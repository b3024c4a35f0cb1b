//! Depth-limited alpha-beta search

use crate::attack;
use crate::board::Board;
use crate::eval;
use crate::movegen::{self, MoveList};
use crate::moves::Move;
use crate::types::Color;

use std::fmt::{self, Display};
use std::str::FromStr;

use log::{debug, trace};
use thiserror::Error;

/// Score bound which is never reached by any position
pub const INF: i32 = 1_000_000;

/// Base score of a checkmate
///
/// A mate found with `d` plies of depth remaining is scored as `MATE_SCORE + d`, so quicker
/// mates are preferred over slower ones.
pub const MATE_SCORE: i32 = 100_000;

/// Result of the search
#[derive(Debug, Copy, Clone, PartialEq, Eq)]
pub struct SearchResult {
    /// Score from the point of view of the searching side
    pub score: i32,
    /// Best move found, or `None` if the search stopped at the root
    pub best: Option<Move>,
}

/// Minimax searcher with optional alpha-beta pruning
///
/// The searcher plays for the side `ai`: this side maximizes the score, and its opponent
/// minimizes it. The board passed to [`Searcher::search()`] is used as a scratch board; every
/// move made during the search is reverted, so the board is unchanged afterwards.
pub struct Searcher {
    ai: Color,
    prune: bool,
    nodes: u64,
    root_depth: u8,
}

impl Searcher {
    /// Creates an alpha-beta searcher for side `ai`
    pub fn new(ai: Color) -> Searcher {
        Searcher {
            ai,
            prune: true,
            nodes: 0,
            root_depth: 0,
        }
    }

    /// Creates a searcher which visits the full game tree without pruning
    ///
    /// It returns exactly the same results as the one created by [`Searcher::new()`], but is
    /// much slower. Useful mostly to verify the pruning.
    pub fn without_pruning(ai: Color) -> Searcher {
        Searcher {
            prune: false,
            ..Searcher::new(ai)
        }
    }

    #[inline]
    pub fn ai(&self) -> Color {
        self.ai
    }

    /// Returns the number of nodes visited since the searcher was created
    #[inline]
    pub fn nodes(&self) -> u64 {
        self.nodes
    }

    /// Searches `depth` plies ahead from the position on `b`, with [`Searcher::ai()`] to move
    pub fn search(&mut self, b: &mut Board, depth: u8) -> SearchResult {
        self.root_depth = depth;
        let start = self.nodes;
        let res = self.node(b, depth, -INF, INF, true);
        debug!(
            "search for {}: depth {}, nodes {}, score {}, best {}",
            self.ai,
            depth,
            self.nodes - start,
            res.score,
            res.best.map_or_else(|| "none".to_string(), |mv| mv.to_string()),
        );
        res
    }

    fn node(
        &mut self,
        b: &mut Board,
        depth: u8,
        mut alpha: i32,
        mut beta: i32,
        maximizing: bool,
    ) -> SearchResult {
        self.nodes += 1;
        if depth == 0 {
            return SearchResult {
                score: eval::evaluate(b, self.ai),
                best: None,
            };
        }

        let side = if maximizing { self.ai } else { self.ai.inv() };
        let mut moves = MoveList::new();
        movegen::gen_legal_in_place(b, side, &mut moves);
        if moves.is_empty() {
            let score = if attack::in_check(b, side) {
                let mate = MATE_SCORE + i32::from(depth);
                if maximizing {
                    -mate
                } else {
                    mate
                }
            } else {
                0
            };
            return SearchResult { score, best: None };
        }

        let mut best = SearchResult {
            score: if maximizing { -INF } else { INF },
            best: None,
        };
        for &mv in moves.iter() {
            let u = b.apply(mv);
            let score = self.node(b, depth - 1, alpha, beta, !maximizing).score;
            b.revert(mv, u);

            if depth == self.root_depth {
                trace!("root move {}: score {}", mv, score);
            }

            if maximizing {
                if score > best.score {
                    best = SearchResult {
                        score,
                        best: Some(mv),
                    };
                }
                alpha = alpha.max(score);
            } else {
                if score < best.score {
                    best = SearchResult {
                        score,
                        best: Some(mv),
                    };
                }
                beta = beta.min(score);
            }
            if self.prune && alpha >= beta {
                break;
            }
        }
        best
    }
}

/// Searches the best move for side `c` using alpha-beta pruning
pub fn alpha_beta(b: &mut Board, c: Color, depth: u8) -> SearchResult {
    Searcher::new(c).search(b, depth)
}

/// Searches the best move for side `c` visiting the full game tree
pub fn minimax(b: &mut Board, c: Color, depth: u8) -> SearchResult {
    Searcher::without_pruning(c).search(b, depth)
}

/// Returns the move the engine plays for side `c`, searching `depth` plies ahead
///
/// If the search yields no move (i.e. `depth` is zero), the first legal move is returned.
/// Returns `None` only if side `c` has no legal moves. The board is left unchanged.
pub fn best_move(b: &mut Board, c: Color, depth: u8) -> Option<Move> {
    let res = alpha_beta(b, c, depth);
    res.best
        .or_else(|| movegen::all_legal_moves(b, c).first().copied())
}

/// Error parsing [`Difficulty`]
#[derive(Debug, Clone, Error, Eq, PartialEq)]
pub enum DifficultyParseError {
    #[error("unknown difficulty {0:?}")]
    Unknown(String),
}

/// Engine strength, expressed as the search depth
#[derive(Debug, Default, Copy, Clone, PartialEq, Eq, Hash)]
pub enum Difficulty {
    Easy,
    #[default]
    Medium,
    Hard,
}

impl Difficulty {
    /// Returns the search depth in plies
    pub const fn depth(&self) -> u8 {
        match *self {
            Self::Easy => 2,
            Self::Medium => 3,
            Self::Hard => 4,
        }
    }
}

impl Display for Difficulty {
    fn fmt(&self, f: &mut fmt::Formatter<'_>) -> Result<(), fmt::Error> {
        match *self {
            Self::Easy => write!(f, "easy"),
            Self::Medium => write!(f, "medium"),
            Self::Hard => write!(f, "hard"),
        }
    }
}

impl FromStr for Difficulty {
    type Err = DifficultyParseError;

    fn from_str(s: &str) -> Result<Self, Self::Err> {
        match s.to_ascii_lowercase().as_str() {
            "easy" => Ok(Self::Easy),
            "medium" => Ok(Self::Medium),
            "hard" => Ok(Self::Hard),
            _ => Err(DifficultyParseError::Unknown(s.to_string())),
        }
    }
}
------------------------------
◆ About this exercise ◆
Nothing in the entries above may be left out; retype them all exactly.

◆ Answer to the problem ◆
repository b3024c4a35f0cb1b
//! Depth-limited alpha-beta search

use crate::attack;
use crate::board::Board;
use crate::eval;
use crate::movegen::{self, MoveList};
use crate::moves::Move;
use crate::types::Color;

use std::fmt::{self, Display};
use std::str::FromStr;

use log::{debug, trace};
use thiserror::Error;

/// Score bound which is never reached by any position
pub const INF: i32 = 1_000_000;

/// Base score of a checkmate
///
/// A mate found with `d` plies of depth remaining is scored as `MATE_SCORE + d`, so quicker
/// mates are preferred over slower ones.
pub const MATE_SCORE: i32 = 100_000;

/// Result of the search
#[derive(Debug, Copy, Clone, PartialEq, Eq)]
pub struct SearchResult {
    /// Score from the point of view of the searching side
    pub score: i32,
    /// Best move found, or `None` if the search stopped at the root
    pub best: Option<Move>,
}

/// Minimax searcher with optional alpha-beta pruning
///
/// The searcher plays for the side `ai`: this side maximizes the score, and its opponent
/// minimizes it. The board passed to [`Searcher::search()`] is used as a scratch board; every
/// move made during the search is reverted, so the board is unchanged afterwards.
pub struct Searcher {
    ai: Color,
    prune: bool,
    nodes: u64,
    root_depth: u8,
}

impl Searcher {
    /// Creates an alpha-beta searcher for side `ai`
    pub fn new(ai: Color) -> Searcher {
        Searcher {
            ai,
            prune: true,
            nodes: 0,
            root_depth: 0,
        }
    }

    /// Creates a searcher which visits the full game tree without pruning
    ///
    /// It returns exactly the same results as the one created by [`Searcher::new()`], but is
    /// much slower. Useful mostly to verify the pruning.
    pub fn without_pruning(ai: Color) -> Searcher {
        Searcher {
            prune: false,
            ..Searcher::new(ai)
        }
    }

    #[inline]
    pub fn ai(&self) -> Color {
        self.ai
    }

    /// Returns the number of nodes visited since the searcher was created
    #[inline]
    pub fn nodes(&self) -> u64 {
        self.nodes
    }

    /// Searches `depth` plies ahead from the position on `b`, with [`Searcher::ai()`] to move
    pub fn search(&mut self, b: &mut Board, depth: u8) -> SearchResult {
        self.root_depth = depth;
        let start = self.nodes;
        let res = self.node(b, depth, -INF, INF, true);
        debug!(
            "search for {}: depth {}, nodes {}, score {}, best {}",
            self.ai,
            depth,
            self.nodes - start,
            res.score,
            res.best.map_or_else(|| "none".to_string(), |mv| mv.to_string()),
        );
        res
    }

    fn node(
        &mut self,
        b: &mut Board,
        depth: u8,
        mut alpha: i32,
        mut beta: i32,
        maximizing: bool,
    ) -> SearchResult {
        self.nodes += 1;
        if depth == 0 {
            return SearchResult {
                score: eval::evaluate(b, self.ai),
                best: None,
            };
        }

        let side = if maximizing { self.ai } else { self.ai.inv() };
        let mut moves = MoveList::new();
        movegen::gen_legal_in_place(b, side, &mut moves);
        if moves.is_empty() {
            let score = if attack::in_check(b, side) {
                let mate = MATE_SCORE + i32::from(depth);
                if maximizing {
                    -mate
                } else {
                    mate
                }
            } else {
                0
            };
            return SearchResult { score, best: None };
        }

        let mut best = SearchResult {
            score: if maximizing { -INF } else { INF },
            best: None,
        };
        for &mv in moves.iter() {
            let u = b.apply(mv);
            let score = self.node(b, depth - 1, alpha, beta, !maximizing).score;
            b.revert(mv, u);

            if depth == self.root_depth {
                trace!("root move {}: score {}", mv, score);
            }

            if maximizing {
                if score > best.score {
                    best = SearchResult {
                        score,
                        best: Some(mv),
                    };
                }
                alpha = alpha.max(score);
            } else {
                if score < best.score {
                    best = SearchResult {
                        score,
                        best: Some(mv),
                    };
                }
                beta = beta.min(score);
            }
            if self.prune && alpha >= beta {
                break;
            }
        }
        best
    }
}

/// Searches the best move for side `c` using alpha-beta pruning
pub fn alpha_beta(b: &mut Board, c: Color, depth: u8) -> SearchResult {
    Searcher::new(c).search(b, depth)
}

/// Searches the best move for side `c` visiting the full game tree
pub fn minimax(b: &mut Board, c: Color, depth: u8) -> SearchResult {
    Searcher::without_pruning(c).search(b, depth)
}

/// Returns the move the engine plays for side `c`, searching `depth` plies ahead
///
/// If the search yields no move (i.e. `depth` is zero), the first legal move is returned.
/// Returns `None` only if side `c` has no legal moves. The board is left unchanged.
pub fn best_move(b: &mut Board, c: Color, depth: u8) -> Option<Move> {
    let res = alpha_beta(b, c, depth);
    res.best
        .or_else(|| movegen::all_legal_moves(b, c).first().copied())
}

/// Error parsing [`Difficulty`]
#[derive(Debug, Clone, Error, Eq, PartialEq)]
pub enum DifficultyParseError {
    #[error("unknown difficulty {0:?}")]
    Unknown(String),
}

/// Engine strength, expressed as the search depth
#[derive(Debug, Default, Copy, Clone, PartialEq, Eq, Hash)]
pub enum Difficulty {
    Easy,
    #[default]
    Medium,
    Hard,
}

impl Difficulty {
    /// Returns the search depth in plies
    pub const fn depth(&self) -> u8 {
        match *self {
            Self::Easy => 2,
            Self::Medium => 3,
            Self::Hard => 4,
        }
    }
}

impl Display for Difficulty {
    fn fmt(&self, f: &mut fmt::Formatter<'_>) -> Result<(), fmt::Error> {
        match *self {
            Self::Easy => write!(f, "easy"),
            Self::Medium => write!(f, "medium"),
            Self::Hard => write!(f, "hard"),
        }
    }
}

impl FromStr for Difficulty {
    type Err = DifficultyParseError;

    fn from_str(s: &str) -> Result<Self, Self::Err> {
        match s.to_ascii_lowercase().as_str() {
            "easy" => Ok(Self::Easy),
            "medium" => Ok(Self::Medium),
            "hard" => Ok(Self::Hard),
            _ => Err(DifficultyParseError::Unknown(s.to_string())),
        }
    }
}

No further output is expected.